> [Task instructions] If a line in the data contains "EditorConfig", copy it out.

↓↓↓

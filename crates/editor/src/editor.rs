//! Top-level editor wiring.

use glam::{Vec2, Vec3};
use shared::{AssetDescriptor, AssetId, InstanceId};

use crate::config::EditorConfig;
use crate::input::{InputHandler, StateId, Transition};
use crate::state::mover::ObjectMover;
use crate::state::scene::{ScenePersistence, SceneState};
use crate::state::selection::SelectionState;
use crate::touch::TouchSample;
use crate::ui::{UiEvent, UiFacade};
use crate::viewport::camera::CameraRig;
use crate::viewport::picking::{raycast_nearest, Layer, LayerMask};

/// Per-frame view of the editor handed to the gesture states.
///
/// Borrows each subsystem separately so a state can, for example, drive the
/// mover and read the registry in the same frame.
pub struct FrameContext<'a> {
    pub touches: &'a [TouchSample],
    pub camera: &'a mut CameraRig,
    pub mover: &'a mut ObjectMover,
    pub selection: &'a mut SelectionState,
    pub scene: &'a mut SceneState,
    pub ui: &'a mut dyn UiFacade,
    pub config: &'a EditorConfig,
}

impl FrameContext<'_> {
    pub fn screen_size(&self) -> Vec2 {
        Vec2::from(self.config.input.screen_size)
    }

    /// The object whose selection volume lies under the given screen point,
    /// if any.
    pub fn selectable_at(&self, screen_point: Vec2) -> Option<InstanceId> {
        let ray = self.camera.screen_ray(screen_point, self.screen_size());
        raycast_nearest(
            &ray,
            self.config.camera.far,
            LayerMask::only(Layer::Selection),
            &self.scene.objects,
        )
        .and_then(|hit| hit.instance_id)
    }

    /// The world point under the given screen point: the nearest hit among
    /// the ground and enabled object colliders, ignoring selection volumes.
    /// Falls back to [`Self::fallback_world_point`] when nothing is hit.
    pub fn world_point_or_fallback(&self, screen_point: Vec2) -> Vec3 {
        let ray = self.camera.screen_ray(screen_point, self.screen_size());
        match raycast_nearest(
            &ray,
            self.config.camera.far,
            LayerMask::all_except(Layer::Selection),
            &self.scene.objects,
        ) {
            Some(hit) => hit.point,
            None => ray.point_at(self.camera.height_above_ground()),
        }
    }

    /// A world point under the given screen point that ignores colliders
    /// entirely, at the camera's height above ground along the ray.
    pub fn fallback_world_point(&self, screen_point: Vec2) -> Vec3 {
        let ray = self.camera.screen_ray(screen_point, self.screen_size());
        ray.point_at(self.camera.height_above_ground())
    }
}

/// The editor core: owns every subsystem and advances them once per frame.
pub struct Editor {
    config: EditorConfig,
    camera: CameraRig,
    mover: ObjectMover,
    selection: SelectionState,
    scene: SceneState,
    input: InputHandler,
    ui: Box<dyn UiFacade>,
    /// This frame's touch snapshot, kept so out-of-band UI events see the
    /// same touches the gesture states saw.
    touches: Vec<TouchSample>,
}

impl Editor {
    /// Build the editor, restore the persisted scene, and push the initial
    /// widget states to the UI.
    pub fn new(
        config: EditorConfig,
        assets: Vec<AssetDescriptor>,
        persistence: Box<dyn ScenePersistence>,
        mut ui: Box<dyn UiFacade>,
    ) -> Self {
        let camera = CameraRig::new(config.camera.clone());
        let mover = ObjectMover::new(config.mover.clone());
        let mut scene = SceneState::new(assets, persistence);
        scene.load_scene();

        ui.hide_selection_marker();
        ui.set_editing_mode(false);
        ui.set_undo_enabled(scene.can_undo());
        ui.set_redo_enabled(scene.can_redo());

        Self {
            config,
            camera,
            mover,
            selection: SelectionState::default(),
            scene,
            input: InputHandler::new(),
            ui,
            touches: Vec::new(),
        }
    }

    /// Advance one frame: run the gesture state machine over the touch
    /// snapshot, then integrate the smoothed subsystems.
    pub fn update(&mut self, touches: &[TouchSample], dt: f32) {
        self.touches.clear();
        self.touches.extend_from_slice(touches);

        let mut ctx = FrameContext {
            touches: &self.touches,
            camera: &mut self.camera,
            mover: &mut self.mover,
            selection: &mut self.selection,
            scene: &mut self.scene,
            ui: self.ui.as_mut(),
            config: &self.config,
        };
        self.input.update(&mut ctx);

        self.camera.update(dt);
        self.mover.update(dt, &mut self.scene.objects);

        self.update_selection_marker();
    }

    /// Handle an interaction coming from the UI layer.
    pub fn handle_event(&mut self, event: UiEvent) {
        match event {
            UiEvent::AssetPicked(asset_id) => self.spawn_asset(asset_id),
            UiEvent::DeleteRequested => {
                self.scene
                    .delete_selection(&mut self.selection, &self.mover, self.ui.as_mut())
            }
            UiEvent::UndoRequested => self.scene.undo(&mut self.selection, self.ui.as_mut()),
            UiEvent::RedoRequested => self.scene.redo(&mut self.selection, self.ui.as_mut()),
        }
    }

    /// Spawn the picked asset, select it, and hand it straight to the
    /// object drag so it follows the next touch.
    fn spawn_asset(&mut self, asset_id: AssetId) {
        let instance_id = match self.scene.spawn_new_asset(asset_id) {
            Ok(instance_id) => instance_id,
            Err(e) => {
                tracing::error!("failed to spawn asset: {e}");
                return;
            }
        };

        self.selection
            .change_selection(Some(instance_id), self.ui.as_mut());

        let mut ctx = FrameContext {
            touches: &self.touches,
            camera: &mut self.camera,
            mover: &mut self.mover,
            selection: &mut self.selection,
            scene: &mut self.scene,
            ui: self.ui.as_mut(),
            config: &self.config,
        };
        self.input.change_state(Transition::DragObject, &mut ctx);
    }

    /// Pin the selection marker over the selected object's center.
    fn update_selection_marker(&mut self) {
        let Some(instance_id) = self.selection.current() else {
            return;
        };
        let Some(object) = self.scene.objects.get(instance_id) else {
            return;
        };

        let screen = Vec2::from(self.config.input.screen_size);
        if let Some(point) = self.camera.project(object.center(), screen) {
            self.ui.move_selection_marker(point);
        }
    }

    // ── Accessors ───────────────────────────────────────────────

    pub fn input_state(&self) -> StateId {
        self.input.active_state()
    }

    pub fn selection(&self) -> &SelectionState {
        &self.selection
    }

    pub fn scene(&self) -> &SceneState {
        &self.scene
    }

    pub fn camera(&self) -> &CameraRig {
        &self.camera
    }

    pub fn mover(&self) -> &ObjectMover {
        &self.mover
    }

    pub fn config(&self) -> &EditorConfig {
        &self.config
    }
}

↑↑↑

> [Solved exercise]
use crate::config::EditorConfig;
    pub config: &'a EditorConfig,
    config: EditorConfig,
        config: EditorConfig,
    pub fn config(&self) -> &EditorConfig {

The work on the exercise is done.